# ECE 493 - Probabilistic Reasoning and Decision Making

## Review of Probability Theory

- *See [Stanford CS228 - Probability Review](https://ermongroup.github.io/cs228-notes/preliminaries/probabilityreview/).*

## Representation

- **Problem**: *How do we express a probability distribution $p(x_{1}, x_{2}, ..., x_{n})$ that models some real-world phenomenon?*
    - *Naive Complexity*: $O(d^{n})$
- **Solution**: *Representation with Probabilistic Graphical Models + Verifying Independence Assumptions*

### Bayesian Networks (Directed Probabilistic Graphical Model)

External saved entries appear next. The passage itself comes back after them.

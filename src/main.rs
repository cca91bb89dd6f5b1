//! Lectern - content-management REST backend

use clap::Parser;
use std::sync::Arc;
use tracing::{error, info, warn};
use tracing_subscriber::{layer::SubscriberExt, util::SubscriberInitExt, EnvFilter};

use lectern::{
    auth::TokenCodec,
    config::{Args, LogFormat},
    server::{self, AppState},
    store::{MemoryStore, MongoStore},
};

fn init_tracing(args: &Args) {
    let filter = EnvFilter::try_from_default_env()
        .unwrap_or_else(|_| format!("lectern={},info", args.log_level).into());

    let registry = tracing_subscriber::registry().with(filter);
    match args.log_format {
        LogFormat::Json => registry.with(tracing_subscriber::fmt::layer().json()).init(),
        LogFormat::Pretty => registry.with(tracing_subscriber::fmt::layer()).init(),
    }
}

#[tokio::main]
async fn main() -> anyhow::Result<()> {
    // Load environment variables from .env file if present
    let _ = dotenvy::dotenv();

    let args = Args::parse();
    init_tracing(&args);

    if let Err(e) = args.validate() {
        error!("Configuration error: {}", e);
        std::process::exit(1);
    }

    info!("======================================");
    info!("  Lectern {}", env!("CARGO_PKG_VERSION"));
    info!("  commit {} built {}", env!("GIT_COMMIT_SHORT"), env!("BUILD_TIMESTAMP"));
    info!("======================================");
    info!("Listen: {}", args.listen);
    info!("Mode: {}", if args.dev_mode { "DEVELOPMENT" } else { "PRODUCTION" });
    info!("Public URL: {}", args.base_url());
    info!("Token TTL: {}s", args.jwt_ttl_seconds);
    info!("======================================");

    // Fails without JWT_SECRET outside dev mode
    let codec = match TokenCodec::from_args(&args) {
        Ok(codec) => codec,
        Err(e) => {
            error!("{}", e);
            std::process::exit(1);
        }
    };

    let state = if args.memory_store {
        warn!("Using in-memory store; all data is lost on exit");
        AppState::new(args, Arc::new(MemoryStore::new()), codec)
    } else {
        info!("MongoDB: {} (db '{}')", args.mongodb_uri, args.mongodb_db);
        let store = match MongoStore::connect(&args.mongodb_uri, &args.mongodb_db).await {
            Ok(store) => store,
            Err(e) => {
                error!("MongoDB connection failed: {}", e);
                std::process::exit(1);
            }
        };
        AppState::new(args, Arc::new(store), codec)
    };

    let state = Arc::new(state);

    tokio::select! {
        result = server::run(Arc::clone(&state)) => {
            if let Err(e) = result {
                error!("Server error: {}", e);
                return Err(e.into());
            }
        }
        _ = tokio::signal::ctrl_c() => {
            info!("Shutdown signal received");
        }
    }

    Ok(())
}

#### Definition - What is a Bayesian network?

- A **Bayesian network** is a directed graph $G$ with the following:
    - *Nodes*: A random variable $x_{i}$.
    - *Edges*: A conditional probability distribution (CPD) $p(x_{i} \mid x_{A_{i}})$ per node, specifying the probability of $x_i$ conditioned on its parent's values.

#### Representation - How does a Bayesian network express a probability distribution?

1. Let $p$ be a probability distribution.
2. A naive representation of $p$ can be derived using the chain rule:
$$p(x_{1}, x_{2}, ..., x_{n}) = p(x_{1}) p(x_{2} \mid x_{1}) \cdots p(x_{n} \mid x_{n - 1}, ..., x_{2}, x_{1})$$
3. A Bayesian network representation of $p$ compacts the naive representation by having each factor in the right hand side depend only on a small number of **ancestor variables** $x_{A_{i}}$:
$$p(x_{i} \mid x_{i - 1}, ..., x_{2}, x_{1}) = p(x_{i} \mid x_{A_{i}})$$
    - e.g., Approximate $p(x_{5} \mid x_{4}, x_{3}, x_{2}, x_{1})$ with $p(x_{5} \mid x_{A_{5}})$ where $x_{A_{5}} = \{x_{4}, x_{3}\}$.

#### Space Complexity - How compact is a Bayesian network?

- Consider each of the factors $p(x_{i} \mid x_{A_{i}})$ as a **probability table**:
    - *Rows*: Values of $x_{i}$
    - *Columns*: Values of $x_{A_{i}}$
    - *Cells*: Values of $p(x_{i} \mid x_{A_{i}})$
- If each variable takes $d$ values and has at most $k$ ancestors, then each probability table has at most $O(d^{k + 1})$ entries.
- **Naive Representation Space Complexity**: $O(d^n)$
- **Bayesian Networks Representation Space Complexity**: $O(n \cdot d^{k + 1})$
$$\approx \text{Bayesian Networks Representation} \le \text{Naive Representation}$$

#### Independence Assumptions - Why are the independence assumptions of a Bayesian network important to identify?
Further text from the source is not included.